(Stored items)
##############################

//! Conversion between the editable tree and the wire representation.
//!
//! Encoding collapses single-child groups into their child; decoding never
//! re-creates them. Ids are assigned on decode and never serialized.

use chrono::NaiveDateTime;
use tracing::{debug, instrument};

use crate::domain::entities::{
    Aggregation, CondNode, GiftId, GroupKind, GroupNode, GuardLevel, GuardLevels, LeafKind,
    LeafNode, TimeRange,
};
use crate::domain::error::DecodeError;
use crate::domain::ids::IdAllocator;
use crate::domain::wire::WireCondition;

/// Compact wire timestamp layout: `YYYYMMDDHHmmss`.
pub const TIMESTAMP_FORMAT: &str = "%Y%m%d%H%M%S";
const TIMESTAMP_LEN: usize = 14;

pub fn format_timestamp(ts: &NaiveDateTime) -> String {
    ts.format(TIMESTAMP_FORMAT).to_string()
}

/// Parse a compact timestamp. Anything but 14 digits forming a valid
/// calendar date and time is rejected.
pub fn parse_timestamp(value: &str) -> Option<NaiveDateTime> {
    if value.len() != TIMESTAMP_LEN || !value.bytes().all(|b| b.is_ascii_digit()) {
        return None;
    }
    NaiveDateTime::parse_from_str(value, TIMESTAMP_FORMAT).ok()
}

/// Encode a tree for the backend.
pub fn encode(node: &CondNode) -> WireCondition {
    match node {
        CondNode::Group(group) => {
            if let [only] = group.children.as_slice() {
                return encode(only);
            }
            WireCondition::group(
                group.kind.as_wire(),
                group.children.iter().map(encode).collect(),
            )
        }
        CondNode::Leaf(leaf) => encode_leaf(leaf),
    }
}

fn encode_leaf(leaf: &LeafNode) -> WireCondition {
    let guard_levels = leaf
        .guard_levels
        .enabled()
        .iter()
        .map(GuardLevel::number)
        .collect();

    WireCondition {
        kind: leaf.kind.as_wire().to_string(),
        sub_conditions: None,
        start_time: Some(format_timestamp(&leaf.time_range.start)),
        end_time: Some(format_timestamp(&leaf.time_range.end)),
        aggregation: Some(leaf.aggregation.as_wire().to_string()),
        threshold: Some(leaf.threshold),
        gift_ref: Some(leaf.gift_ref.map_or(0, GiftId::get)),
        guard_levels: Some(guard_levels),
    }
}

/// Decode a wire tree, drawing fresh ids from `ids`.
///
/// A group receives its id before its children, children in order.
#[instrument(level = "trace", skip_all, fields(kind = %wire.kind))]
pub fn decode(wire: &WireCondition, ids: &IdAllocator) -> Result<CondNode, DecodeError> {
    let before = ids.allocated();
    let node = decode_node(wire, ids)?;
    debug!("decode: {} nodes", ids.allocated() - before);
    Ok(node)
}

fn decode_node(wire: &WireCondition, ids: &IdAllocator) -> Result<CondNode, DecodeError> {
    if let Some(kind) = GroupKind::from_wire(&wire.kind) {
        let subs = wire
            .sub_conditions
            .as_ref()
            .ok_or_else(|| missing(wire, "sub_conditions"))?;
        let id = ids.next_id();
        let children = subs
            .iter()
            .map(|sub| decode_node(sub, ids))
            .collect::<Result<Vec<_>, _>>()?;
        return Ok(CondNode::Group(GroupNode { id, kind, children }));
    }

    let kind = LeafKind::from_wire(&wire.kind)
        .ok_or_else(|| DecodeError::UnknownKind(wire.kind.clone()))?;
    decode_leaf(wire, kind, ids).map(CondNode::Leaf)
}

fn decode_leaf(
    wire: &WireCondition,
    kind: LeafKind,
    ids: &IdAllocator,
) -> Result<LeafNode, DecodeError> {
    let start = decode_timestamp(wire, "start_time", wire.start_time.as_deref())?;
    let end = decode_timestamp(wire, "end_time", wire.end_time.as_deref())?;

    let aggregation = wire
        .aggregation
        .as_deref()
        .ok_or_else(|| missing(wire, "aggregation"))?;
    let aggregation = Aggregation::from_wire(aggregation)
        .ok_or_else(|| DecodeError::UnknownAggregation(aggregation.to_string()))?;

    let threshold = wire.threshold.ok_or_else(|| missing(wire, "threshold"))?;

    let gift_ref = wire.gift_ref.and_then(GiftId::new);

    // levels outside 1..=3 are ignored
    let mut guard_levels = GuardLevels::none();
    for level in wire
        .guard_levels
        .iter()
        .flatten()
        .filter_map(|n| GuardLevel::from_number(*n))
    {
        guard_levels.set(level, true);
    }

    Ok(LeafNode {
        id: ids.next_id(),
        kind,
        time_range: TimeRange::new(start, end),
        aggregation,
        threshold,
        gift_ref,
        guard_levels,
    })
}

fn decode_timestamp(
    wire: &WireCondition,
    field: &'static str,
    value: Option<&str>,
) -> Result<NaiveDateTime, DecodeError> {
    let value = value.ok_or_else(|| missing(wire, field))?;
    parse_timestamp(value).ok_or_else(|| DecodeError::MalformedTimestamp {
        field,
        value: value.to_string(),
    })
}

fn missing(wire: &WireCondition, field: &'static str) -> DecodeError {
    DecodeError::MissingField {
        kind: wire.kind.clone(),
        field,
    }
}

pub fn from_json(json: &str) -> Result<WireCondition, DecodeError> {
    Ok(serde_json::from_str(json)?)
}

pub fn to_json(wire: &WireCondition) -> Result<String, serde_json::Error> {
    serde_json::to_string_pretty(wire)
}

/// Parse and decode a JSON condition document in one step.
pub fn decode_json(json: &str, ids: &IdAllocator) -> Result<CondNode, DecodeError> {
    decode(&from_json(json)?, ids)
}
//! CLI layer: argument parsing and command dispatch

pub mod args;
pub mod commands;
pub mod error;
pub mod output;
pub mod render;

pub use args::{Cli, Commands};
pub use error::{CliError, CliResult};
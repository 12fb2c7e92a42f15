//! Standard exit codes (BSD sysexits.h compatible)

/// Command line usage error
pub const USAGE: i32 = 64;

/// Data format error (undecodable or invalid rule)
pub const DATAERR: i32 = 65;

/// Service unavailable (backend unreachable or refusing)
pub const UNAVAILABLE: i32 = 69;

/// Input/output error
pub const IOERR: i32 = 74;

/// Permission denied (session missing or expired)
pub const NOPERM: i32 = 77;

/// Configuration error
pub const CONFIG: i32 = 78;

##############################

▶ **Task objective**:
Each record above is to be returned verbatim.

▶ **Result**:
//! Conversion between the editable tree and the wire representation.
//!
//! Encoding collapses single-child groups into their child; decoding never
//! re-creates them. Ids are assigned on decode and never serialized.

use chrono::NaiveDateTime;
use tracing::{debug, instrument};

use crate::domain::entities::{
    Aggregation, CondNode, GiftId, GroupKind, GroupNode, GuardLevel, GuardLevels, LeafKind,
    LeafNode, TimeRange,
};
use crate::domain::error::DecodeError;
use crate::domain::ids::IdAllocator;
use crate::domain::wire::WireCondition;

/// Compact wire timestamp layout: `YYYYMMDDHHmmss`.
pub const TIMESTAMP_FORMAT: &str = "%Y%m%d%H%M%S";
const TIMESTAMP_LEN: usize = 14;

pub fn format_timestamp(ts: &NaiveDateTime) -> String {
    ts.format(TIMESTAMP_FORMAT).to_string()
}

/// Parse a compact timestamp. Anything but 14 digits forming a valid
/// calendar date and time is rejected.
pub fn parse_timestamp(value: &str) -> Option<NaiveDateTime> {
    if value.len() != TIMESTAMP_LEN || !value.bytes().all(|b| b.is_ascii_digit()) {
        return None;
    }
    NaiveDateTime::parse_from_str(value, TIMESTAMP_FORMAT).ok()
}

/// Encode a tree for the backend.
pub fn encode(node: &CondNode) -> WireCondition {
    match node {
        CondNode::Group(group) => {
            if let [only] = group.children.as_slice() {
                return encode(only);
            }
            WireCondition::group(
                group.kind.as_wire(),
                group.children.iter().map(encode).collect(),
            )
        }
        CondNode::Leaf(leaf) => encode_leaf(leaf),
    }
}

fn encode_leaf(leaf: &LeafNode) -> WireCondition {
    let guard_levels = leaf
        .guard_levels
        .enabled()
        .iter()
        .map(GuardLevel::number)
        .collect();

    WireCondition {
        kind: leaf.kind.as_wire().to_string(),
        sub_conditions: None,
        start_time: Some(format_timestamp(&leaf.time_range.start)),
        end_time: Some(format_timestamp(&leaf.time_range.end)),
        aggregation: Some(leaf.aggregation.as_wire().to_string()),
        threshold: Some(leaf.threshold),
        gift_ref: Some(leaf.gift_ref.map_or(0, GiftId::get)),
        guard_levels: Some(guard_levels),
    }
}

/// Decode a wire tree, drawing fresh ids from `ids`.
///
/// A group receives its id before its children, children in order.
#[instrument(level = "trace", skip_all, fields(kind = %wire.kind))]
pub fn decode(wire: &WireCondition, ids: &IdAllocator) -> Result<CondNode, DecodeError> {
    let before = ids.allocated();
    let node = decode_node(wire, ids)?;
    debug!("decode: {} nodes", ids.allocated() - before);
    Ok(node)
}

fn decode_node(wire: &WireCondition, ids: &IdAllocator) -> Result<CondNode, DecodeError> {
    if let Some(kind) = GroupKind::from_wire(&wire.kind) {
        let subs = wire
            .sub_conditions
            .as_ref()
            .ok_or_else(|| missing(wire, "sub_conditions"))?;
        let id = ids.next_id();
        let children = subs
            .iter()
            .map(|sub| decode_node(sub, ids))
            .collect::<Result<Vec<_>, _>>()?;
        return Ok(CondNode::Group(GroupNode { id, kind, children }));
    }

    let kind = LeafKind::from_wire(&wire.kind)
        .ok_or_else(|| DecodeError::UnknownKind(wire.kind.clone()))?;
    decode_leaf(wire, kind, ids).map(CondNode::Leaf)
}

fn decode_leaf(
    wire: &WireCondition,
    kind: LeafKind,
    ids: &IdAllocator,
) -> Result<LeafNode, DecodeError> {
    let start = decode_timestamp(wire, "start_time", wire.start_time.as_deref())?;
    let end = decode_timestamp(wire, "end_time", wire.end_time.as_deref())?;

    let aggregation = wire
        .aggregation
        .as_deref()
        .ok_or_else(|| missing(wire, "aggregation"))?;
    let aggregation = Aggregation::from_wire(aggregation)
        .ok_or_else(|| DecodeError::UnknownAggregation(aggregation.to_string()))?;

    let threshold = wire.threshold.ok_or_else(|| missing(wire, "threshold"))?;

    let gift_ref = wire.gift_ref.and_then(GiftId::new);

    // levels outside 1..=3 are ignored
    let mut guard_levels = GuardLevels::none();
    for level in wire
        .guard_levels
        .iter()
        .flatten()
        .filter_map(|n| GuardLevel::from_number(*n))
    {
        guard_levels.set(level, true);
    }

    Ok(LeafNode {
        id: ids.next_id(),
        kind,
        time_range: TimeRange::new(start, end),
        aggregation,
        threshold,
        gift_ref,
        guard_levels,
    })
}

fn decode_timestamp(
    wire: &WireCondition,
    field: &'static str,
    value: Option<&str>,
) -> Result<NaiveDateTime, DecodeError> {
    let value = value.ok_or_else(|| missing(wire, field))?;
    parse_timestamp(value).ok_or_else(|| DecodeError::MalformedTimestamp {
        field,
        value: value.to_string(),
    })
}

fn missing(wire: &WireCondition, field: &'static str) -> DecodeError {
    DecodeError::MissingField {
        kind: wire.kind.clone(),
        field,
    }
}

pub fn from_json(json: &str) -> Result<WireCondition, DecodeError> {
    Ok(serde_json::from_str(json)?)
}

pub fn to_json(wire: &WireCondition) -> Result<String, serde_json::Error> {
    serde_json::to_string_pretty(wire)
}

/// Parse and decode a JSON condition document in one step.
pub fn decode_json(json: &str, ids: &IdAllocator) -> Result<CondNode, DecodeError> {
    decode(&from_json(json)?, ids)
}
//! CLI layer: argument parsing and command dispatch

pub mod args;
pub mod commands;
pub mod error;
pub mod output;
pub mod render;

pub use args::{Cli, Commands};
pub use error::{CliError, CliResult};
repository 12fb2c7e92a42f15
//! Standard exit codes (BSD sysexits.h compatible)

/// Command line usage error
pub const USAGE: i32 = 64;

/// Data format error (undecodable or invalid rule)
pub const DATAERR: i32 = 65;

/// Service unavailable (backend unreachable or refusing)
pub const UNAVAILABLE: i32 = 69;

/// Input/output error
pub const IOERR: i32 = 74;

/// Permission denied (session missing or expired)
pub const NOPERM: i32 = 77;

/// Configuration error
pub const CONFIG: i32 = 78;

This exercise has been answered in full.